El intercambio de casas es ideal para los que tienen hijos

“Todas las ciudades tienen actividades infantiles que a veces son más o menos obvias, y contar con consejos de otras familias hace la diferencia”.

Por Andrea Aguiar*

Los niños cambian la vida de la gente, eso es algo que todos sabemos. Y mucha gente que adora viajar acaba posponiendo sus planes hasta que los niños crecen y, aun así, se limitan a los llamados “destinos para niños”.

Cuando nuestros hijos eran pequeños, no dejábamos de viajar. Por su puesto que, cuando eran muy pequeños, no elegíamos los destinos más exóticos del planeta ni aquellos que estaban a 3 horas de camino, pero tampoco nos limitábamos a los “lugares para niños”. Descubrimos cada ciudad desde el punto de vista de nuestros hijos y a su ritmo. Cambiar de casa con familias que también tienen hijos facilita mucho las cosas. Toda ciudad tiene actividades infantiles, sean obvias o no, y contar con consejos de otras familias hace la diferencia. Puede ser increíble descubrir aquel museo de juguetes o el museo de ciencias o historia natural que no sería una de las primeras opciones en un viaje de “adultos”, o aquel teatro de marionetas al aire libre los sábados, conocer lo que más les gusta hacer a los hijos de los dueños de la casa es excelente para comenzar, además, así también saber de lugares como restaurantes, con espacios para que los niños jueguen y muchos otros consejos.

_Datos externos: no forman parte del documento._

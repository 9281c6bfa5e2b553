//! Controllers and the collaborators they share

pub mod catalog;
pub mod clock;
pub mod debounce;
pub mod fallback;
pub mod profile;
pub mod session;
pub mod storage;

use std::sync::Arc;

use crate::api::{CancelHandle, CatalogApi, HttpCatalogApi};
use crate::config::AppConfig;
use crate::error::AppResult;

use self::catalog::CatalogController;
use self::clock::{Clock, SystemClock};
use self::profile::{ProfileController, ProfileLoad};
use self::session::CatalogSession;
use self::storage::{FileStorage, Storage};

/// Container for the shared collaborators; controllers are built on demand
#[derive(Clone)]
pub struct Services {
    pub config: Arc<AppConfig>,
    pub api: Arc<dyn CatalogApi>,
    pub storage: Arc<dyn Storage>,
    pub clock: Arc<dyn Clock>,
    /// Aborts requests issued through `api`
    pub cancel: CancelHandle,
}

impl Services {
    /// Wire the HTTP client, the file store and the system clock
    pub fn new(config: AppConfig) -> AppResult<Self> {
        let api = HttpCatalogApi::new(&config.api)?;
        let storage = FileStorage::new(config.storage.resolved_path());
        tracing::debug!("Using storage file {}", storage.path().display());
        let cancel = api.cancel_handle();
        Ok(Self {
            cancel,
            ..Self::with_parts(config, Arc::new(api), Arc::new(storage), Arc::new(SystemClock))
        })
    }

    pub fn with_parts(
        config: AppConfig,
        api: Arc<dyn CatalogApi>,
        storage: Arc<dyn Storage>,
        clock: Arc<dyn Clock>,
    ) -> Self {
        Self {
            config: Arc::new(config),
            api,
            storage,
            clock,
            cancel: CancelHandle::new(),
        }
    }

    pub fn catalog(&self) -> CatalogController {
        CatalogController::new(Arc::clone(&self.api), self.config.catalog.clone())
    }

    /// Event-driven catalog whose outstanding search is cancelled on close
    pub fn catalog_session(&self) -> CatalogSession {
        CatalogSession::new(self.catalog()).with_cancel(self.cancel.clone())
    }

    pub async fn profile(&self, card_param: Option<&str>) -> AppResult<ProfileLoad> {
        ProfileController::open(
            Arc::clone(&self.api),
            Arc::clone(&self.storage),
            Arc::clone(&self.clock),
            self.config.profile.clone(),
            card_param,
        )
        .await
    }
}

Otra gran ventaja de realizar intercambios con otras familias con niños de edades similares es cargar menos equipaje. Por ejemplo, si sus hijos son pequeños, puede que no necesites llevar coches, carritos de bebé, sillas para comer, juguetes, etc. Eso también se intercambia temporalmente.

Los niños adoran participar en la planificación del viaje y siempre es bueno incluirlos. Pero no todo es así de tranquilo. También tienen mucha dificultar en dividir el espacio y suelen ser bastante resistentes a la idea de que alguien use sus habitaciones y sus juguetes. En ese momento, el intercambio de casas se convierte en un gran proceso de aprendizaje.

A pesar de esa dificultad inicial, el beneficio de los intercambios se vuelve muy palpable para las familias. Es muy divertido para los niños llegar al lugar donde se quedarán con un montón de juguetes diferentes. Y, además, es transformador para los niños percibir que todos sus juguetes continuarán siendo cuidados por el huésped. Esto hace notar la importancia de preservar las cosas de los demás.